Many women wonder what to expect from conservative therapy. Drug treatment can eliminate some of the causes and consequences of the disease, stop its progression and reduce the volume of pathological foci.

However, in some cases, the use of surgical methods is justified.

There are certain indications for surgery:

  • retrocervical variety;
  • concomitant endometrial hyperplasia or ovarian cyst, as well as fibroids;
  • lack of effect of drug therapy;
  • suspicion of oncology;
  • dysfunction of other organs.

Often, surgery is the only way to cure the consequences of endometriosis due to the fact that the use of drugs is accompanied by pronounced side effects.

Types of surgical intervention.

  • Laparoscopy. The method involves a microsurgical operation. The procedure for eliminating foci of endometriosis is carried out using electrocoagulation and a laser, which cauterize or excise pathological areas, which cannot be said about other methods.
  • Laparotomy. This is a traditional type of intervention, the consequences of which are a difficult recovery period. For this reason, modern gynecology rarely uses such an operation.
  • Radical surgical intervention. Some forms and features of the progression of the disease cause amputation of the uterus. This is an extreme measure, used mainly in women before and after menopause.

The most effective is complex therapy, including medical and surgical methods. The emergence of a positive effect is also influenced by means of physiotherapy, acupuncture, hirudotherapy and herbal medicine.

The emergence of positive dynamics depends on the chosen methods of treatment, as well as on the characteristics of the woman's history. As an effect of the treatment, the restoration of reproductive function and a decrease in the signs of the disease can be expected.

Complications

Many women have no idea what to expect in the absence of adequate therapy. In fact, this can lead to serious complications:

  • infertility;
  • anemia;
  • adhesions;
  • ovarian cysts;
  • neurological disorders;
  • malignant tumor.

Endometriosis often causes various consequences for a woman's health. To avoid negative consequences, it is advisable to undergo a timely examination by a gynecologist and treat the disease when it occurs.

Prevention and prevention

Prevention is necessary both for patients who have already encountered the disease and for healthy women.

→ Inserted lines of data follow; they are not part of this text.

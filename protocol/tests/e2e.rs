//! End-to-end tests for Concord flows.
//!
//! Each test builds its own in-process cluster: participant nodes, an
//! observer node, a notary, and the in-memory network between them. Flows
//! run for real, through the responders, so every assertion here is about
//! what the nodes actually end up storing.

use std::sync::Arc;
use std::time::Duration;

use concord_protocol::config::FlowConfig;
use concord_protocol::flow::{CoSigningState, FlowError, FlowStep, PostCommitException};
use concord_protocol::identity::NodeName;
use concord_protocol::storage::{RecordRole, RecordStatus, RecordStore};
use concord_protocol::transaction::{
    CommandKind, LegalityVerifier, RejectAll, StructuralVerifier, UniquenessKey,
};
use concord_protocol::{Cluster, ClusterBuilder};

const NOTARY: &str = "O=Notary,L=London,C=GB";
const PARTY_A: &str = "O=PartyA,L=London,C=GB";
const PARTY_B: &str = "O=PartyB,L=New York,C=US";
const PARTY_C: &str = "O=PartyC,L=Paris,C=FR";
const REGULATOR: &str = "O=Regulator,L=Zurich,C=CH";

// ---------------------------------------------------------------------------
// Test Helpers
// ---------------------------------------------------------------------------

fn structural() -> Arc<dyn LegalityVerifier> {
    Arc::new(StructuralVerifier)
}

/// PartyA hosts alice and dave, PartyB hosts bob and carol, PartyC hosts
/// erin. The regulator hosts nobody.
fn builder_with(party_b_verifier: Arc<dyn LegalityVerifier>) -> ClusterBuilder {
    ClusterBuilder::new(NOTARY)
        .node(PARTY_A, structural())
        .node(PARTY_B, party_b_verifier)
        .node(PARTY_C, structural())
        .node(REGULATOR, structural())
        .account("alice", PARTY_A)
        .account("dave", PARTY_A)
        .account("bob", PARTY_B)
        .account("carol", PARTY_B)
        .account("erin", PARTY_C)
}

fn cluster() -> Cluster {
    builder_with(structural()).build().expect("cluster")
}

fn regulator() -> Option<NodeName> {
    Some(NodeName::from(REGULATOR))
}

fn records(cluster: &Cluster, node: &str) -> Vec<concord_protocol::storage::StoredRecord> {
    cluster.vault(node).expect("vault").all_records().expect("records")
}

// ---------------------------------------------------------------------------
// Happy path
// ---------------------------------------------------------------------------

#[tokio::test]
async fn start_transition_reaches_both_participants_and_the_regulator() {
    let cluster = cluster();
    let node_a = cluster.node(PARTY_A).unwrap();
    let mut events = node_a.subscribe();

    let outcome = node_a
        .start_transition("alice", "bob", regulator())
        .await
        .expect("flow succeeds");

    assert!(outcome.exceptions.is_empty());
    let tx = &outcome.transaction;
    assert_eq!(tx.signed.proposal.command.kind, CommandKind::Start);
    tx.verify().expect("finalized transaction verifies");

    let alice = cluster.directory().by_name("alice").unwrap();
    let bob = cluster.directory().by_name("bob").unwrap();
    let record = tx.signed.proposal.record().unwrap();
    assert_eq!(record.linear_id, outcome.linear_id);
    assert_eq!(record.source_account, alice.id);
    assert_eq!(record.target_account, bob.id);

    for node in [PARTY_A, PARTY_B] {
        let stored = records(&cluster, node);
        assert_eq!(stored.len(), 1, "{node} holds the record");
        assert_eq!(stored[0].role, RecordRole::Participant);
        assert_eq!(stored[0].status, RecordStatus::Active);
        assert_eq!(stored[0].record.linear_id, outcome.linear_id);
    }

    let observed = records(&cluster, REGULATOR);
    assert_eq!(observed.len(), 1);
    assert_eq!(observed[0].role, RecordRole::Observer);
    assert!(records(&cluster, PARTY_C).is_empty());

    assert_eq!(cluster.notary().committed_count(), 1);
    assert_eq!(
        cluster
            .notary()
            .holder_of(&UniquenessKey::ActiveAccount(alice.id))
            .unwrap()
            .as_deref(),
        Some(outcome.tx_id())
    );

    let mut steps = Vec::new();
    while let Ok(event) = events.try_recv() {
        assert_eq!(event.flow_id, outcome.flow_id);
        steps.push(event.step);
    }
    assert!(steps.contains(&FlowStep::CoSigning {
        state: CoSigningState::FullySigned
    }));
    assert!(steps.contains(&FlowStep::Reporting));
    assert_eq!(
        steps.last(),
        Some(&FlowStep::Finished {
            tx_id: outcome.tx_id().to_string()
        })
    );

    cluster.shutdown().await.unwrap();
}

#[tokio::test]
async fn fully_signed_means_exactly_the_command_signers() {
    let cluster = cluster();
    let outcome = cluster
        .node(PARTY_A)
        .unwrap()
        .start_transition("alice", "bob", None)
        .await
        .unwrap();

    let signed = &outcome.transaction.signed;
    let required = &signed.proposal.command.signers;
    let present: Vec<_> = signed.signatures.signers().cloned().collect();
    assert_eq!(required.len(), 2);
    assert_eq!(&present, required);
    assert!(signed.is_fully_signed());

    // Merging a signature that is already present changes nothing.
    let mut signatures = signed.signatures.clone();
    let existing = signatures.get(&required[0]).unwrap().clone();
    signatures.merge(&signed.proposal, existing).unwrap();
    assert_eq!(signatures, signed.signatures);

    // The origin attestation is the node's, not one of the signers.
    assert_eq!(signed.attestation.node.name.as_str(), PARTY_A);
    assert!(!required.contains(&signed.attestation.node.owning_key));

    cluster.shutdown().await.unwrap();
}

#[tokio::test]
async fn transition_between_accounts_on_one_node_needs_no_messages() {
    let cluster = cluster();
    let outcome = cluster
        .node(PARTY_A)
        .unwrap()
        .start_transition("alice", "dave", None)
        .await
        .unwrap();

    assert!(outcome.transaction.signed.is_fully_signed());
    assert_eq!(cluster.network().messages_sent(), 0);
    assert_eq!(records(&cluster, PARTY_A).len(), 1);

    cluster.shutdown().await.unwrap();
}

// ---------------------------------------------------------------------------
// Uniqueness
// ---------------------------------------------------------------------------

#[tokio::test]
async fn known_conflict_is_refused_before_any_message() {
    let cluster = cluster();
    let node_a = cluster.node(PARTY_A).unwrap();
    node_a.start_transition("alice", "bob", None).await.unwrap();

    let party_a = NodeName::from(PARTY_A);
    let sent_before = cluster.network().messages_sent_by(&party_a);

    let err = node_a
        .start_transition("alice", "carol", None)
        .await
        .unwrap_err();
    assert!(matches!(err, FlowError::Conflict { ref account } if account == "alice"));

    // bob is busy too, and PartyA knows it from its own vault.
    let err = node_a.start_transition("dave", "bob", None).await.unwrap_err();
    assert!(matches!(err, FlowError::Conflict { ref account } if account == "bob"));

    assert_eq!(cluster.network().messages_sent_by(&party_a), sent_before);
    assert_eq!(cluster.notary().committed_count(), 1);

    cluster.shutdown().await.unwrap();
}

#[tokio::test]
async fn racing_initiators_are_ordered_by_the_notary() {
    let cluster = cluster();
    let node_a = cluster.node(PARTY_A).unwrap();
    let node_c = cluster.node(PARTY_C).unwrap();

    let (first, second) = futures::join!(
        node_a.start_transition("alice", "bob", None),
        node_c.start_transition("erin", "bob", None),
    );

    let (winner, loser) = match (first, second) {
        (Ok(winner), Err(loser)) | (Err(loser), Ok(winner)) => (winner, loser),
        (a, b) => panic!("expected exactly one success, got {a:?} and {b:?}"),
    };
    match loser {
        FlowError::ConsensusRejected { conflicting_tx, .. } => {
            assert_eq!(conflicting_tx, winner.tx_id());
        }
        other => panic!("expected ConsensusRejected, got {other:?}"),
    }

    assert_eq!(cluster.notary().committed_count(), 1);
    let bob_records = records(&cluster, PARTY_B);
    assert_eq!(bob_records.len(), 1);
    assert_eq!(bob_records[0].record.linear_id, winner.linear_id);

    cluster.shutdown().await.unwrap();
}

#[tokio::test]
async fn counterparty_forgets_the_losing_session() {
    let config = FlowConfig {
        session_ttl_ms: 2_000,
        ..FlowConfig::with_notary(NOTARY)
    };
    let cluster = builder_with(structural()).config(config).build().unwrap();
    let node_a = cluster.node(PARTY_A).unwrap();
    let node_c = cluster.node(PARTY_C).unwrap();
    let node_b = cluster.node(PARTY_B).unwrap();

    let (first, second) = futures::join!(
        node_a.start_transition("alice", "bob", None),
        node_c.start_transition("erin", "bob", None),
    );
    assert!(first.is_ok() != second.is_ok());

    // PartyB signed both; only the winner's session was closed by finality.
    assert_eq!(node_b.pending_sessions(), 1);
    tokio::time::sleep(Duration::from_millis(2_500)).await;
    assert_eq!(node_b.pending_sessions(), 0);

    cluster.shutdown().await.unwrap();
}

// ---------------------------------------------------------------------------
// Failures before commit
// ---------------------------------------------------------------------------

#[tokio::test]
async fn counterparty_rejection_leaves_nothing_anywhere() {
    let cluster = builder_with(Arc::new(RejectAll("bob does not consent".into())))
        .build()
        .unwrap();

    let err = cluster
        .node(PARTY_A)
        .unwrap()
        .start_transition("alice", "bob", regulator())
        .await
        .unwrap_err();
    match err {
        FlowError::Rejected { reason } => assert!(reason.contains("bob does not consent")),
        other => panic!("expected Rejected, got {other:?}"),
    }

    for node in cluster.node_names() {
        assert!(records(&cluster, node.as_str()).is_empty(), "{node} stored something");
    }
    assert_eq!(cluster.notary().committed_count(), 0);

    cluster.shutdown().await.unwrap();
}

#[tokio::test]
async fn unreachable_counterparty_fails_the_flow() {
    let cluster = cluster();
    cluster.disconnect(PARTY_B);

    let err = cluster
        .node(PARTY_A)
        .unwrap()
        .start_transition("alice", "bob", None)
        .await
        .unwrap_err();
    assert!(matches!(err, FlowError::Transport(_)), "got {err:?}");
    assert!(records(&cluster, PARTY_A).is_empty());
    assert_eq!(cluster.notary().committed_count(), 0);

    cluster.shutdown().await.unwrap();
}

#[tokio::test]
async fn unknown_account_is_not_found() {
    let cluster = cluster();
    let err = cluster
        .node(PARTY_A)
        .unwrap()
        .start_transition("alice", "mallory", None)
        .await
        .unwrap_err();
    assert!(matches!(err, FlowError::NotFound(_)));
    cluster.shutdown().await.unwrap();
}

// ---------------------------------------------------------------------------
// Failures after commit
// ---------------------------------------------------------------------------

#[tokio::test]
async fn unreachable_regulator_is_a_compliance_exception() {
    let cluster = cluster();
    cluster.disconnect(REGULATOR);

    let outcome = cluster
        .node(PARTY_A)
        .unwrap()
        .start_transition("alice", "bob", regulator())
        .await
        .expect("the transaction is final regardless");

    assert_eq!(outcome.exceptions.len(), 1);
    assert!(matches!(
        &outcome.exceptions[0],
        PostCommitException::Compliance { observer, .. } if observer.as_str() == REGULATOR
    ));

    assert_eq!(records(&cluster, PARTY_A).len(), 1);
    assert_eq!(records(&cluster, PARTY_B).len(), 1);
    assert!(records(&cluster, REGULATOR).is_empty());
    assert_eq!(cluster.notary().committed_count(), 1);

    cluster.shutdown().await.unwrap();
}

// ---------------------------------------------------------------------------
// Conclusion and persistence
// ---------------------------------------------------------------------------

#[tokio::test]
async fn concluding_frees_both_accounts() {
    let cluster = cluster();
    let node_a = cluster.node(PARTY_A).unwrap();
    let started = node_a.start_transition("alice", "bob", regulator()).await.unwrap();

    let concluded = node_a
        .conclude_transition(started.linear_id, regulator())
        .await
        .unwrap();
    assert_eq!(concluded.linear_id, started.linear_id);
    assert_eq!(
        concluded.transaction.signed.proposal.command.kind,
        CommandKind::Conclude
    );
    assert!(concluded.exceptions.is_empty());

    for node in [PARTY_A, PARTY_B, REGULATOR] {
        let stored = records(&cluster, node);
        assert_eq!(stored.len(), 1);
        assert_eq!(stored[0].status, RecordStatus::Consumed, "{node}");
        assert_eq!(stored[0].consumed_by.as_deref(), Some(concluded.tx_id()));
    }

    // Concluding twice finds nothing active.
    let err = node_a
        .conclude_transition(started.linear_id, None)
        .await
        .unwrap_err();
    assert!(matches!(err, FlowError::NotFound(_)));

    // Both accounts can transition again.
    let again = node_a.start_transition("alice", "bob", None).await.unwrap();
    assert_ne!(again.linear_id, started.linear_id);
    assert_eq!(cluster.notary().committed_count(), 3);

    cluster.shutdown().await.unwrap();
}

#[tokio::test]
async fn counterparty_can_conclude_too() {
    let cluster = cluster();
    let started = cluster
        .node(PARTY_A)
        .unwrap()
        .start_transition("alice", "bob", None)
        .await
        .unwrap();

    cluster
        .node(PARTY_B)
        .unwrap()
        .conclude_transition(started.linear_id, None)
        .await
        .unwrap();

    let stored = records(&cluster, PARTY_A);
    assert_eq!(stored[0].status, RecordStatus::Consumed);

    cluster.shutdown().await.unwrap();
}

#[tokio::test]
async fn records_and_claims_survive_restart() {
    let dir = tempfile::tempdir().unwrap();

    let cluster = builder_with(structural())
        .data_dir(dir.path())
        .build()
        .unwrap();
    let outcome = cluster
        .node(PARTY_A)
        .unwrap()
        .start_transition("alice", "bob", None)
        .await
        .unwrap();
    let alice_id = cluster.directory().by_name("alice").unwrap().id;
    cluster.shutdown().await.unwrap();

    // Same topology, rebuilt from names alone.
    let cluster = builder_with(structural())
        .data_dir(dir.path())
        .build()
        .unwrap();
    assert_eq!(cluster.directory().by_name("alice").unwrap().id, alice_id);

    let stored = records(&cluster, PARTY_B);
    assert_eq!(stored.len(), 1);
    assert_eq!(stored[0].record.linear_id, outcome.linear_id);
    assert!(stored[0].is_active());

    let alice = cluster.directory().by_name("alice").unwrap();
    assert_eq!(
        cluster
            .notary()
            .holder_of(&UniquenessKey::ActiveAccount(alice.id))
            .unwrap()
            .as_deref(),
        Some(outcome.tx_id())
    );

    let err = cluster
        .node(PARTY_A)
        .unwrap()
        .start_transition("alice", "carol", None)
        .await
        .unwrap_err();
    assert!(matches!(err, FlowError::Conflict { .. }));
    assert_eq!(cluster.network().messages_sent(), 0);

    cluster.shutdown().await.unwrap();
}
//! # Notary Module
//!
//! The ordering service: the authoritative arbiter of uniqueness. A
//! transaction is final once its notary has atomically committed its
//! inputs and claims and issued a signed [`NotaryReceipt`]. Any later
//! transaction touching a committed key is rejected with
//! [`NotaryError::Conflict`] naming the transaction that holds it.
//!
//! Flows only see the [`OrderingService`] trait. [`UniquenessNotary`] is a
//! single-node implementation on sled.

pub mod service;

use async_trait::async_trait;
use serde::{Deserialize, Serialize};
use thiserror::Error;

use crate::identity::NodeName;
use crate::storage::DbError;
use crate::transaction::{NotaryReceipt, NotaryRef, SignatureSetError, SignedTransaction};

pub use service::UniquenessNotary;

#[derive(Debug, Clone, Serialize, Deserialize)]
pub struct NotarisationRequest {
    pub transaction: SignedTransaction,
    pub requested_by: NodeName,
}

#[derive(Debug, Error)]
pub enum NotaryError {
    #[error("transaction names notary {requested}, this is {actual}")]
    WrongNotary { requested: String, actual: String },

    #[error("{0} required signature(s) missing")]
    IncompleteSignatures(usize),

    #[error("invalid signatures: {0}")]
    InvalidSignatures(#[from] SignatureSetError),

    #[error("malformed transaction: {0}")]
    Malformed(String),

    /// Another transaction already committed `key`.
    #[error("{key} already committed by {conflicting_tx}")]
    Conflict { key: String, conflicting_tx: String },

    #[error("notary storage: {0}")]
    Storage(#[from] DbError),
}

/// An atomic commit service for transactions.
#[async_trait]
pub trait OrderingService: Send + Sync {
    fn identity(&self) -> NotaryRef;

    /// Commit the request's inputs and claims, or reject on conflict.
    async fn commit(&self, request: NotarisationRequest) -> Result<NotaryReceipt, NotaryError>;
}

Special care should be taken when:

  • changing the duration of the cycle;
  • obesity;
  • using a spiral;
  • reproductive age;
  • hormonal disorders.

To prevent the onset of an illness, you must:

  • regularly visit a gynecologist and undergo a full examination;
  • timely treat gynecological and inflammatory diseases;
  • avoid obesity and stress;
  • do physical education;
  • refrain from intimate life on critical days;
  • planning pregnancy and avoiding abortion;
  • live a healthy life.

Endometriosis refers to those pathologies that are easier to prevent than cure. Women who have been diagnosed accordingly should be especially careful to avoid the consequences of this serious illness.